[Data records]
>>>

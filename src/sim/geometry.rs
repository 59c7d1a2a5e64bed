//! Axis-aligned rectangles for every collision query in the simulation
//!
//! All coordinates are integer world units. A rectangle spans
//! `[x, x + w) × [y, y + h)`; two rectangles overlap only when they share
//! interior area, so touching edges are not a collision.

use glam::IVec2;
use serde::{Deserialize, Serialize};

/// An axis-aligned bounding box
#[derive(Debug, Clone, Copy, PartialEq, Eq, Serialize, Deserialize)]
pub struct Rect {
    pub x: i32,
    pub y: i32,
    pub w: i32,
    pub h: i32,
}

impl Rect {
    pub const fn new(x: i32, y: i32, w: i32, h: i32) -> Self {
        Self { x, y, w, h }
    }

    /// Rectangle with its top-left corner at `pos`
    pub fn at(pos: IVec2, size: IVec2) -> Self {
        Self::new(pos.x, pos.y, size.x, size.y)
    }

    /// Square of the given half extent centered on `center`
    pub fn centered(center: IVec2, half_extent: i32) -> Self {
        Self::new(
            center.x - half_extent,
            center.y - half_extent,
            half_extent * 2,
            half_extent * 2,
        )
    }

    #[inline]
    pub fn left(&self) -> i32 {
        self.x
    }

    #[inline]
    pub fn right(&self) -> i32 {
        self.x + self.w
    }

    #[inline]
    pub fn top(&self) -> i32 {
        self.y
    }

    #[inline]
    pub fn bottom(&self) -> i32 {
        self.y + self.h
    }

    pub fn origin(&self) -> IVec2 {
        IVec2::new(self.x, self.y)
    }

    pub fn is_empty(&self) -> bool {
        self.w <= 0 || self.h <= 0
    }

    /// Same rectangle moved by `delta`
    pub fn translated(&self, delta: IVec2) -> Self {
        Self::new(self.x + delta.x, self.y + delta.y, self.w, self.h)
    }

    /// Rectangle grown by `margin` on every side
    pub fn inflated(&self, margin: i32) -> Self {
        Self::new(
            self.x - margin,
            self.y - margin,
            self.w + margin * 2,
            self.h + margin * 2,
        )
    }

    /// True if the two rectangles share interior area
    pub fn intersects(&self, other: &Rect) -> bool {
        if self.is_empty() || other.is_empty() {
            return false;
        }
        self.left() < other.right()
            && other.left() < self.right()
            && self.top() < other.bottom()
            && other.top() < self.bottom()
    }

    /// Point test, inclusive on every edge
    pub fn contains_point(&self, p: IVec2) -> bool {
        p.x >= self.left() && p.x <= self.right() && p.y >= self.top() && p.y <= self.bottom()
    }

    /// True if `other` lies strictly inside this rectangle
    pub fn strictly_contains(&self, other: &Rect) -> bool {
        other.left() > self.left()
            && other.right() < self.right()
            && other.top() > self.top()
            && other.bottom() < self.bottom()
    }
}

/// True if `rect` overlaps any rectangle yielded by `others`
///
/// An empty set never collides.
pub fn overlaps_any<'a, I>(rect: &Rect, others: I) -> bool
where
    I: IntoIterator<Item = &'a Rect>,
{
    others.into_iter().any(|o| rect.intersects(o))
}

#[cfg(test)]
mod tests {
    use super::*;

    #[test]
    fn test_intersects_overlap_and_touching() {
        let a = Rect::new(0, 0, 10, 10);
        assert!(a.intersects(&Rect::new(5, 5, 10, 10)));
        // Shared edge only
        assert!(!a.intersects(&Rect::new(10, 0, 10, 10)));
        assert!(!a.intersects(&Rect::new(0, 10, 10, 10)));
        // Fully inside
        assert!(a.intersects(&Rect::new(2, 2, 2, 2)));
    }

    #[test]
    fn test_empty_rect_never_collides() {
        let a = Rect::new(0, 0, 10, 10);
        assert!(!a.intersects(&Rect::new(5, 5, 0, 10)));
        assert!(!overlaps_any(&a, std::iter::empty()));
    }

    #[test]
    fn test_centered_and_inflated() {
        let r = Rect::centered(IVec2::new(100, 100), 50);
        assert_eq!(r, Rect::new(50, 50, 100, 100));
        assert_eq!(r.inflated(50), Rect::new(0, 0, 200, 200));
        assert!(r.inflated(50).strictly_contains(&r));
        assert!(!r.strictly_contains(&r));
    }

    #[test]
    fn test_contains_point_inclusive() {
        let r = Rect::new(0, 0, 10, 10);
        assert!(r.contains_point(IVec2::new(0, 0)));
        assert!(r.contains_point(IVec2::new(10, 10)));
        assert!(!r.contains_point(IVec2::new(11, 5)));
    }
}
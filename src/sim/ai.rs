//! Movement and fire strategies
//!
//! Every move is gated by a one-step-ahead probe against the solid obstacle
//! footprints. Hostiles draw all randomness from the session RNG.

use glam::IVec2;
use rand::Rng;
use rand_pcg::Pcg32;

use super::combatant::{Combatant, FireStrategy, MovementStrategy};
use super::geometry::{Rect, overlaps_any};
use super::projectile::ProjectileKind;
use super::weapon::WeaponKind;
use crate::consts::*;

/// Directions held this step
#[derive(Debug, Clone, Copy, Default, PartialEq, Eq)]
pub struct MoveIntent {
    pub up: bool,
    pub down: bool,
    pub left: bool,
    pub right: bool,
}

/// A shot a hostile wants to take this step
#[derive(Debug, Clone, Copy, PartialEq)]
pub struct ShotRequest {
    pub origin: IVec2,
    pub target: IVec2,
    pub kind: ProjectileKind,
    pub weapon: WeaponKind,
}

/// True if `rect` moved by `step` would overlap a solid obstacle
pub fn probe_blocked(rect: Rect, step: IVec2, solids: &[Rect]) -> bool {
    overlaps_any(&rect.translated(step), solids)
}

/// Move the player one step and drag the scroll offset along.
///
/// All four probes are taken before anything moves, so opposing keys
/// cancel and each axis is gated independently. Returns the applied delta.
pub fn move_player(player: &mut Combatant, scroll: &mut IVec2, intent: MoveIntent, solids: &[Rect]) -> IVec2 {
    let probe = Rect::at(player.pos, IVec2::new(PLAYER_PROBE_WIDTH, PLAYER_HEIGHT));
    let free = |dx: i32, dy: i32| !probe_blocked(probe, IVec2::new(dx, dy), solids);

    let can_up = free(0, -PLAYER_SPEED);
    let can_down = free(0, PLAYER_SPEED);
    let can_left = free(-PLAYER_SPEED, 0);
    let can_right = free(PLAYER_SPEED, 0);

    let mut delta = IVec2::ZERO;
    if intent.up && can_up {
        delta.y -= PLAYER_SPEED;
    }
    if intent.down && can_down {
        delta.y += PLAYER_SPEED;
    }
    if intent.left && can_left {
        delta.x -= PLAYER_SPEED;
    }
    if intent.right && can_right {
        delta.x += PLAYER_SPEED;
    }

    player.ai.blocked.up = intent.up && !can_up;
    player.ai.blocked.down = intent.down && !can_down;
    player.ai.blocked.left = intent.left && !can_left;
    player.ai.blocked.right = intent.right && !can_right;

    player.pos += delta;
    *scroll += delta;
    player.note_motion(delta);
    delta
}

/// Draw a fresh wander offset and replan countdown
pub fn replan(h: &mut Combatant, rng: &mut Pcg32) {
    h.ai.offset = IVec2::new(
        rng.random_range(-WANDER_OFFSET_RANGE..WANDER_OFFSET_RANGE),
        rng.random_range(-WANDER_OFFSET_RANGE..WANDER_OFFSET_RANGE),
    );
    h.ai.replan_ticks = rng.random_range(REPLAN_MIN_TICKS..REPLAN_MAX_TICKS);
}

/// Steps until the next shot after firing `weapon`
pub fn fire_delay_reset(weapon: WeaponKind, rng: &mut Pcg32) -> i32 {
    let jitter = rng.random_range(FIRE_JITTER_MIN..=FIRE_JITTER_MAX) as f32;
    (weapon.spec().fire_delay * FPS as f32 / jitter).round() as i32
}

/// Give a freshly spawned hostile its first plan and fire countdown
pub fn arm_hostile(h: &mut Combatant, rng: &mut Pcg32) {
    replan(h, rng);
    if let Some(weapon) = h.weapon_kind() {
        h.fire_delay = fire_delay_reset(weapon, rng);
    }
}

/// Steps toward the planned offset along each axis that is not yet aligned,
/// so the walk finishes in a straight line once one axis lines up
fn wander(h: &mut Combatant, player_pos: IVec2, step_len: i32, solids: &[Rect], rng: &mut Pcg32) {
    if h.ai.replan_ticks == 0 {
        replan(h, rng);
    } else {
        h.ai.replan_ticks -= 1;
    }

    let target = player_pos + h.ai.offset;
    let step = (target - h.pos).signum() * step_len;
    let blocked = probe_blocked(h.rect(), step, solids);
    h.ai.blocked.record(step, blocked);

    if blocked {
        replan(h, rng);
        h.note_motion(IVec2::ZERO);
    } else {
        h.pos += step;
        h.note_motion(step);
    }
}

fn pursue(h: &mut Combatant, player_pos: IVec2, step_len: i32, solids: &[Rect]) {
    let step = (player_pos - h.pos).signum() * step_len;
    let blocked = probe_blocked(h.rect(), step, solids);
    h.ai.blocked.record(step, blocked);

    if blocked {
        h.note_motion(IVec2::ZERO);
    } else {
        h.pos += step;
        h.note_motion(step);
    }
}

fn fire(h: &mut Combatant, player_pos: IVec2, rng: &mut Pcg32) -> Option<ShotRequest> {
    let FireStrategy::Aimed(kind) = h.kind.fire() else {
        return None;
    };
    let weapon = h.weapon_kind()?;

    h.fire_delay -= 1;
    if h.fire_delay > 0 {
        return None;
    }
    h.fire_delay = fire_delay_reset(weapon, rng);

    let aim_error = IVec2::new(
        rng.random_range(-AIM_ERROR..AIM_ERROR),
        rng.random_range(-AIM_ERROR..AIM_ERROR),
    );
    Some(ShotRequest {
        origin: h.pos + IVec2::new(0, MUZZLE_DROP),
        target: player_pos + aim_error,
        kind,
        weapon,
    })
}

/// Run one step of a hostile's movement and fire strategies
pub fn drive_hostile(
    h: &mut Combatant,
    player_pos: IVec2,
    solids: &[Rect],
    rng: &mut Pcg32,
) -> Option<ShotRequest> {
    if !h.is_alive() {
        h.note_motion(IVec2::ZERO);
        return None;
    }

    match h.kind.movement() {
        MovementStrategy::PlayerInput => {}
        MovementStrategy::Wander { step } => wander(h, player_pos, step, solids, rng),
        MovementStrategy::Pursue { step } => pursue(h, player_pos, step, solids),
    }

    fire(h, player_pos, rng)
}
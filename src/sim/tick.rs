//! Fixed timestep simulation tick
//!
//! Advances a session by exactly one step. The step order is fixed:
//! commands, player movement, player weapon, upkeep, hostiles, projectiles,
//! hit resolution, pruning, then the wave director.

use glam::IVec2;
use serde::{Deserialize, Serialize};

use super::ai::{MoveIntent, drive_hostile, move_player};
use super::combat;
use super::geometry::Rect;
use super::kiosk::{KioskCommand, PurchaseItem};
use super::projectile::{Projectile, ProjectileKind, RemoteCharge, Side, StepOutcome};
use super::state::{GameEvent, GamePhase, GameState};
use super::wave;
use super::weapon::{Weapon, WeaponClass};
use crate::consts::*;

/// Input commands for a single step
#[derive(Debug, Clone, Default)]
pub struct TickInput {
    pub up: bool,
    pub down: bool,
    pub left: bool,
    pub right: bool,
    /// Fire held this step
    pub fire: bool,
    /// Aim point in screen coordinates
    pub aim: IVec2,
    pub reload: bool,
    pub throw_grenade: bool,
    pub place_charge: bool,
    pub detonate_charges: bool,
    pub swap_weapons: bool,
    /// Take the weapon of a nearby corpse
    pub loot: bool,
    /// Open the kiosk if standing next to it
    pub interact: bool,
    pub kiosk: Option<KioskCommand>,
    pub buy: Option<PurchaseItem>,
    /// Pause toggle
    pub pause: bool,
}

impl TickInput {
    fn move_intent(&self) -> MoveIntent {
        MoveIntent {
            up: self.up,
            down: self.down,
            left: self.left,
            right: self.right,
        }
    }
}

/// What the step amounted to
#[derive(Debug, Clone, Copy, PartialEq, Eq, Serialize, Deserialize)]
pub enum FrameResult {
    Continue,
    PlayerDied,
    /// Every hostile of the current wave is down
    WaveCleared,
}

/// Advance the game state by one fixed timestep
pub fn tick(state: &mut GameState, input: &TickInput) -> FrameResult {
    match state.phase {
        GamePhase::GameOver => return FrameResult::PlayerDied,
        GamePhase::Complete => return FrameResult::Continue,
        _ => {}
    }

    // Handle pause toggle
    if input.pause {
        match state.phase {
            GamePhase::Playing => {
                state.phase = GamePhase::Paused;
                log::debug!("Paused at step {}", state.time_ticks);
                return FrameResult::Continue;
            }
            GamePhase::Paused => state.phase = GamePhase::Playing,
            _ => {}
        }
    }
    if state.phase == GamePhase::Paused {
        return FrameResult::Continue;
    }

    state.events.clear();
    state.time_ticks += 1;

    let solids = state.solid_rects();

    handle_commands(state, input);

    move_player(&mut state.player.body, &mut state.scroll, input.move_intent(), &solids);
    if !state.in_kiosk_range() {
        if let Some(menu) = state.kiosk_menu_mut() {
            menu.close();
        }
    }

    fire_player_weapon(state, input);
    tick_player_weapon(state);
    state.player.upkeep();

    drive_hostiles(state, &solids);
    advance_projectiles(state, &solids);

    combat::resolve(state, &solids);
    combat::prune(state);

    if state.player.body.health <= 0 {
        state.phase = GamePhase::GameOver;
        state.events.push(GameEvent::PlayerDied);
        log::info!(
            "Player died on wave {} with {} kills and ${}",
            state.wave,
            state.economy.kills,
            state.economy.money
        );
        return FrameResult::PlayerDied;
    }

    wave::check_wave(state)
}

/// One-shot commands, applied before anything moves
fn handle_commands(state: &mut GameState, input: &TickInput) {
    if input.swap_weapons {
        state.player.body.swap_weapons();
        state.player.trigger_held = false;
    }

    if input.reload {
        if let Some(weapon) = state.player.body.primary.as_mut() {
            if weapon.reload() {
                let kind = weapon.kind;
                state.events.push(GameEvent::ReloadStarted { weapon: kind });
            }
        }
    }

    let aim = state.to_world(input.aim);
    if input.throw_grenade {
        state.throw_grenade(aim);
    }
    if input.place_charge {
        state.place_charge();
    }
    if input.detonate_charges {
        state.detonate_charges();
    }
    if input.loot {
        if let Some(id) = state.lootable_corpse() {
            state.loot(id);
        }
    }

    if input.interact && state.in_kiosk_range() {
        if let Some(menu) = state.kiosk_menu_mut() {
            if !menu.open {
                menu.open();
            }
        }
    }
    if let Some(command) = input.kiosk {
        if let Some(menu) = state.kiosk_menu_mut() {
            menu.navigate(command);
        }
    }
    if let Some(item) = input.buy {
        state.purchase(item);
    }
}

/// Trigger handling: press fires once, holding repeats for automatic weapons
fn fire_player_weapon(state: &mut GameState, input: &TickInput) {
    let pressed = input.fire && !state.player.trigger_held;
    state.player.trigger_held = input.fire;

    let Some(weapon) = state.player.body.primary.as_mut() else {
        return;
    };
    let fired = if pressed {
        weapon.pull_trigger()
    } else if input.fire {
        weapon.hold_trigger()
    } else {
        weapon.release_trigger();
        false
    };
    if !fired {
        return;
    }

    let kind = weapon.kind;
    let origin = state.player.body.pos + IVec2::new(0, MUZZLE_DROP);
    let target = state.to_world(input.aim);
    let id = state.next_entity_id();
    state
        .player_shots
        .push(Projectile::fired(id, Side::Player, kind, origin, target));

    let event = match kind.class() {
        WeaponClass::Launcher | WeaponClass::Turret => GameEvent::RocketLaunched { side: Side::Player },
        _ => GameEvent::ShotFired {
            side: Side::Player,
            weapon: kind,
        },
    };
    state.events.push(event);
}

/// Only the equipped weapon's timers run
fn tick_player_weapon(state: &mut GameState) {
    let Some(weapon) = state.player.body.primary.as_mut() else {
        return;
    };
    let was_reloading = weapon.is_reloading();
    let finished = weapon.tick();
    // An emptied magazine starts reloading on its own
    let started = !was_reloading && weapon.is_reloading();
    let kind = weapon.kind;

    if finished {
        state.events.push(GameEvent::ReloadFinished { weapon: kind });
    }
    if started {
        state.events.push(GameEvent::ReloadStarted { weapon: kind });
    }
}

fn drive_hostiles(state: &mut GameState, solids: &[Rect]) {
    let player_pos = state.player.body.pos;
    let mut requests = Vec::new();
    for hostile in &mut state.hostiles {
        if let Some(shot) = drive_hostile(hostile, player_pos, solids, &mut state.rng) {
            requests.push(shot);
        }
    }

    for shot in requests {
        let id = state.next_entity_id();
        state.hostile_shots.push(Projectile::launch(
            id,
            Side::Hostile,
            shot.kind,
            shot.weapon,
            shot.origin,
            shot.target,
        ));
        let event = match shot.kind {
            ProjectileKind::DirectShot => GameEvent::ShotFired {
                side: Side::Hostile,
                weapon: shot.weapon,
            },
            _ => GameEvent::RocketLaunched { side: Side::Hostile },
        };
        state.events.push(event);
    }
}

fn advance_projectiles(state: &mut GameState, solids: &[Rect]) {
    for list in [&mut state.player_shots, &mut state.hostile_shots, &mut state.grenades] {
        list.retain_mut(|p| p.advance(solids) != StepOutcome::Expired);
    }
}

impl GameState {
    /// Advance one step
    pub fn advance(&mut self, input: &TickInput) -> FrameResult {
        tick(self, input)
    }

    /// Buy `item` from the open kiosk page. Nothing changes unless it succeeds.
    pub fn purchase(&mut self, item: PurchaseItem) -> bool {
        if !self.in_kiosk_range() {
            return false;
        }
        let Some(price) = self.kiosk().and_then(|(_, menu)| menu.quote(item)) else {
            log::debug!("{item:?} is not on offer");
            return false;
        };
        if !self.economy.spend(price) {
            log::debug!("Cannot afford {item:?} at ${price} with ${}", self.economy.money);
            return false;
        }

        let player = &mut self.player;
        match item {
            PurchaseItem::AmmoRefill => {
                for weapon in [&mut player.body.primary, &mut player.body.secondary]
                    .into_iter()
                    .flatten()
                {
                    weapon.refill();
                }
            }
            PurchaseItem::GrenadeRefill => player.grenades = PLAYER_START_GRENADES,
            PurchaseItem::ChargeRefill => player.charges = PLAYER_START_CHARGES,
            PurchaseItem::ArmorRefill => player.body.armor = PLAYER_START_ARMOR,
            PurchaseItem::Weapon(kind) => {
                player.body.primary = Some(Weapon::new(kind));
                if let Some(secondary) = player.body.secondary.as_mut() {
                    secondary.refill();
                }
                player.trigger_held = false;
            }
        }

        self.events.push(GameEvent::Purchased { item, price });
        log::info!("Bought {item:?} for ${price}, ${} left", self.economy.money);
        true
    }

    /// Set off every placed charge. Returns how many went off.
    pub fn detonate_charges(&mut self) -> usize {
        combat::detonate_charges(self)
    }

    /// Swap primaries with a dead hostile's weapon
    pub fn loot(&mut self, target_id: u32) -> bool {
        let player_pos = self.player.body.pos;
        let Some(corpse) = self
            .hostiles
            .iter_mut()
            .find(|h| h.id == target_id && h.dead && h.primary.is_some())
        else {
            return false;
        };
        let offset = (corpse.pos - player_pos).abs();
        if offset.x > LOOT_RADIUS || offset.y > LOOT_RADIUS {
            return false;
        }

        std::mem::swap(&mut corpse.primary, &mut self.player.body.primary);
        self.player.trigger_held = false;
        if let Some(kind) = self.player.body.weapon_kind() {
            self.events.push(GameEvent::WeaponLooted { weapon: kind });
        }
        true
    }

    /// First corpse within reach that still carries a weapon
    pub fn lootable_corpse(&self) -> Option<u32> {
        let player_pos = self.player.body.pos;
        self.hostiles
            .iter()
            .find(|h| {
                let offset = (h.pos - player_pos).abs();
                h.dead && h.primary.is_some() && offset.x <= LOOT_RADIUS && offset.y <= LOOT_RADIUS
            })
            .map(|h| h.id)
    }

    /// Throw a grenade toward a world-space point
    pub fn throw_grenade(&mut self, target: IVec2) -> bool {
        if !self.player.can_throw_grenade() {
            return false;
        }
        self.player.grenades -= 1;
        self.player.grenade_cooldown = GRENADE_COOLDOWN_TICKS;
        let id = self.next_entity_id();
        let origin = self.player.body.pos;
        self.grenades.push(Projectile::grenade(id, origin, target));
        self.events.push(GameEvent::GrenadeThrown);
        true
    }

    /// Drop a remote charge where the player stands
    pub fn place_charge(&mut self) -> bool {
        if !self.player.can_place_charge() {
            return false;
        }
        self.player.charges -= 1;
        self.player.charge_cooldown = CHARGE_COOLDOWN_TICKS;
        let id = self.next_entity_id();
        let pos = self.player.body.pos;
        self.charges.push(RemoteCharge::new(id, pos));
        self.events.push(GameEvent::ChargePlaced);
        true
    }
}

<<<

WORK INSTRUCTIONS | Lines in the records above that carry the word "Returns" are to be located and copied.

RESULT OF THE EXERCISE |
/// cancel and each axis is gated independently. Returns the applied delta.
    /// Set off every placed charge. Returns how many went off.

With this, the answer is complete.